impl CandidateKind {
    pub fn label(self) -> String {
        match self {
            CandidateKind::ObjectMember => "object member".to_string(),
            CandidateKind::Method => "method".to_string(),
            CandidateKind::Property => "property".to_string(),
            CandidateKind::Function => "function".to_string(),
            CandidateKind::Declaration(kind) => kind.to_string(),
            CandidateKind::Semantic(label) => label.to_string(),
            CandidateKind::Keyword => "UTS keyword".to_string(),
            CandidateKind::ControlKeyword => "UTS control keyword".to_string(),
            CandidateKind::Type => "UTS type".to_string(),
            CandidateKind::BuiltinFunction => "UTS built-in function".to_string(),
        }
    }

    pub fn completion_kind(self) -> CompletionItemKind {
        match self {
            CandidateKind::ObjectMember | CandidateKind::Method => CompletionItemKind::METHOD,
            CandidateKind::Property => CompletionItemKind::PROPERTY,
            CandidateKind::Function | CandidateKind::BuiltinFunction => CompletionItemKind::FUNCTION,
            CandidateKind::Declaration(kind) => symbol_completion_kind(kind),
            CandidateKind::Semantic(_) => CompletionItemKind::VARIABLE,
            CandidateKind::Keyword | CandidateKind::ControlKeyword => CompletionItemKind::KEYWORD,
            CandidateKind::Type => CompletionItemKind::TYPE_PARAMETER,
        }
    }
}

pub fn symbol_completion_kind(kind: SymbolKind) -> CompletionItemKind {
    match kind {
        SymbolKind::Function | SymbolKind::GenericFunction => CompletionItemKind::FUNCTION,
        SymbolKind::Class => CompletionItemKind::CLASS,
        SymbolKind::Interface => CompletionItemKind::INTERFACE,
        SymbolKind::TypeAlias => CompletionItemKind::TYPE_PARAMETER,
        SymbolKind::Enum => CompletionItemKind::ENUM,
        SymbolKind::Namespace | SymbolKind::Module => CompletionItemKind::MODULE,
        SymbolKind::Variable => CompletionItemKind::VARIABLE,
        SymbolKind::Constant => CompletionItemKind::CONSTANT,
    }
}

/// One answer from a source.
#[derive(Debug, Clone, PartialEq, Eq)]
pub struct Candidate {
    pub name: String,
    pub kind: CandidateKind,
    /// Code shown in a hover block, or the completion detail.
    pub signature: Option<String>,
    /// Declared or inferred type, when the source knows one.
    pub type_text: Option<String>,
    pub documentation: Option<String>,
    /// Zero-based line of the declaration the answer came from.
    pub line: Option<u32>,
}

impl Candidate {
    fn new(name: impl Into<String>, kind: CandidateKind) -> Self {
        Self {
            name: name.into(),
            kind,
            signature: None,
            type_text: None,
            documentation: None,
            line: None,
        }
    }

    fn with_signature(mut self, signature: impl Into<String>) -> Self {
        self.signature = Some(signature.into());
        self
    }

    fn with_documentation(mut self, documentation: impl Into<String>) -> Self {
        self.documentation = Some(documentation.into());
        self
    }
}

/// A knowledge source consulted by the completion and hover engines.
pub trait SymbolSource: Send + Sync {
    fn name(&self) -> &'static str;

    /// Members offered after `receiver.`.
    fn members(&self, query: &Query<'_>, receiver: &str) -> Vec<Candidate> {
        let _ = (query, receiver);
        Vec::new()
    }

    /// Description of `word`, the identifier under the cursor.
    fn describe(&self, query: &Query<'_>, word: &WordAt) -> Option<Candidate> {
        let _ = (query, word);
        None
    }
}

/// Sources for member-access completion, in priority order.
pub const MEMBER_SOURCES: &[&dyn SymbolSource] = &[&SignatureCatalog, &LexicalSource, &SemanticSource];

/// Sources for hover, in priority order.
pub const HOVER_LAYERS: &[&dyn SymbolSource] =
    &[&SemanticSource, &SignatureCatalog, &LexicalSource, &VocabularyCatalog];

/// Object member lists, class method tables and call signatures.
pub struct SignatureCatalog;
//! Backend state management
//!
//! This module defines the UtsBackend struct: the client handle, the open
//! documents and the language service every request is forwarded to.

use std::sync::Arc;

use dashmap::DashMap;
use tower_lsp::Client;
use tower_lsp::lsp_types::Url;

use crate::lsp::document::TextDocument;
use crate::lsp::service::UtsLanguageService;

/// The UTS language server backend.
#[derive(Clone)]
pub struct UtsBackend {
    pub(super) client: Client,
    pub(super) documents: Arc<DashMap<Url, TextDocument>>,
    pub(super) service: Arc<UtsLanguageService>,
}

impl std::fmt::Debug for UtsBackend {
    fn fmt(&self, f: &mut std::fmt::Formatter<'_>) -> std::fmt::Result {
        f.debug_struct("UtsBackend")
            .field("documents_count", &self.documents.len())
            .finish()
    }
}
**********
What is needed: Each line above must be output exactly as it stands.

Task result:
impl CandidateKind {
    pub fn label(self) -> String {
        match self {
            CandidateKind::ObjectMember => "object member".to_string(),
            CandidateKind::Method => "method".to_string(),
            CandidateKind::Property => "property".to_string(),
            CandidateKind::Function => "function".to_string(),
            CandidateKind::Declaration(kind) => kind.to_string(),
            CandidateKind::Semantic(label) => label.to_string(),
            CandidateKind::Keyword => "UTS keyword".to_string(),
            CandidateKind::ControlKeyword => "UTS control keyword".to_string(),
            CandidateKind::Type => "UTS type".to_string(),
            CandidateKind::BuiltinFunction => "UTS built-in function".to_string(),
        }
    }

    pub fn completion_kind(self) -> CompletionItemKind {
        match self {
            CandidateKind::ObjectMember | CandidateKind::Method => CompletionItemKind::METHOD,
            CandidateKind::Property => CompletionItemKind::PROPERTY,
            CandidateKind::Function | CandidateKind::BuiltinFunction => CompletionItemKind::FUNCTION,
            CandidateKind::Declaration(kind) => symbol_completion_kind(kind),
            CandidateKind::Semantic(_) => CompletionItemKind::VARIABLE,
            CandidateKind::Keyword | CandidateKind::ControlKeyword => CompletionItemKind::KEYWORD,
            CandidateKind::Type => CompletionItemKind::TYPE_PARAMETER,
        }
    }
}

pub fn symbol_completion_kind(kind: SymbolKind) -> CompletionItemKind {
    match kind {
        SymbolKind::Function | SymbolKind::GenericFunction => CompletionItemKind::FUNCTION,
        SymbolKind::Class => CompletionItemKind::CLASS,
        SymbolKind::Interface => CompletionItemKind::INTERFACE,
        SymbolKind::TypeAlias => CompletionItemKind::TYPE_PARAMETER,
        SymbolKind::Enum => CompletionItemKind::ENUM,
        SymbolKind::Namespace | SymbolKind::Module => CompletionItemKind::MODULE,
        SymbolKind::Variable => CompletionItemKind::VARIABLE,
        SymbolKind::Constant => CompletionItemKind::CONSTANT,
    }
}

/// One answer from a source.
#[derive(Debug, Clone, PartialEq, Eq)]
pub struct Candidate {
    pub name: String,
    pub kind: CandidateKind,
    /// Code shown in a hover block, or the completion detail.
    pub signature: Option<String>,
    /// Declared or inferred type, when the source knows one.
    pub type_text: Option<String>,
    pub documentation: Option<String>,
    /// Zero-based line of the declaration the answer came from.
    pub line: Option<u32>,
}

impl Candidate {
    fn new(name: impl Into<String>, kind: CandidateKind) -> Self {
        Self {
            name: name.into(),
            kind,
            signature: None,
            type_text: None,
            documentation: None,
            line: None,
        }
    }

    fn with_signature(mut self, signature: impl Into<String>) -> Self {
        self.signature = Some(signature.into());
        self
    }

    fn with_documentation(mut self, documentation: impl Into<String>) -> Self {
        self.documentation = Some(documentation.into());
        self
    }
}

/// A knowledge source consulted by the completion and hover engines.
pub trait SymbolSource: Send + Sync {
    fn name(&self) -> &'static str;

    /// Members offered after `receiver.`.
    fn members(&self, query: &Query<'_>, receiver: &str) -> Vec<Candidate> {
        let _ = (query, receiver);
        Vec::new()
    }

    /// Description of `word`, the identifier under the cursor.
    fn describe(&self, query: &Query<'_>, word: &WordAt) -> Option<Candidate> {
        let _ = (query, word);
        None
    }
}

/// Sources for member-access completion, in priority order.
pub const MEMBER_SOURCES: &[&dyn SymbolSource] = &[&SignatureCatalog, &LexicalSource, &SemanticSource];

/// Sources for hover, in priority order.
pub const HOVER_LAYERS: &[&dyn SymbolSource] =
    &[&SemanticSource, &SignatureCatalog, &LexicalSource, &VocabularyCatalog];

/// Object member lists, class method tables and call signatures.
pub struct SignatureCatalog;
//! Backend state management
//!
//! This module defines the UtsBackend struct: the client handle, the open
//! documents and the language service every request is forwarded to.

use std::sync::Arc;

use dashmap::DashMap;
use tower_lsp::Client;
use tower_lsp::lsp_types::Url;

use crate::lsp::document::TextDocument;
use crate::lsp::service::UtsLanguageService;

/// The UTS language server backend.
#[derive(Clone)]
pub struct UtsBackend {
    pub(super) client: Client,
    pub(super) documents: Arc<DashMap<Url, TextDocument>>,
    pub(super) service: Arc<UtsLanguageService>,
}

impl std::fmt::Debug for UtsBackend {
    fn fmt(&self, f: &mut std::fmt::Formatter<'_>) -> std::fmt::Result {
        f.debug_struct("UtsBackend")
            .field("documents_count", &self.documents.len())
            .finish()
    }
}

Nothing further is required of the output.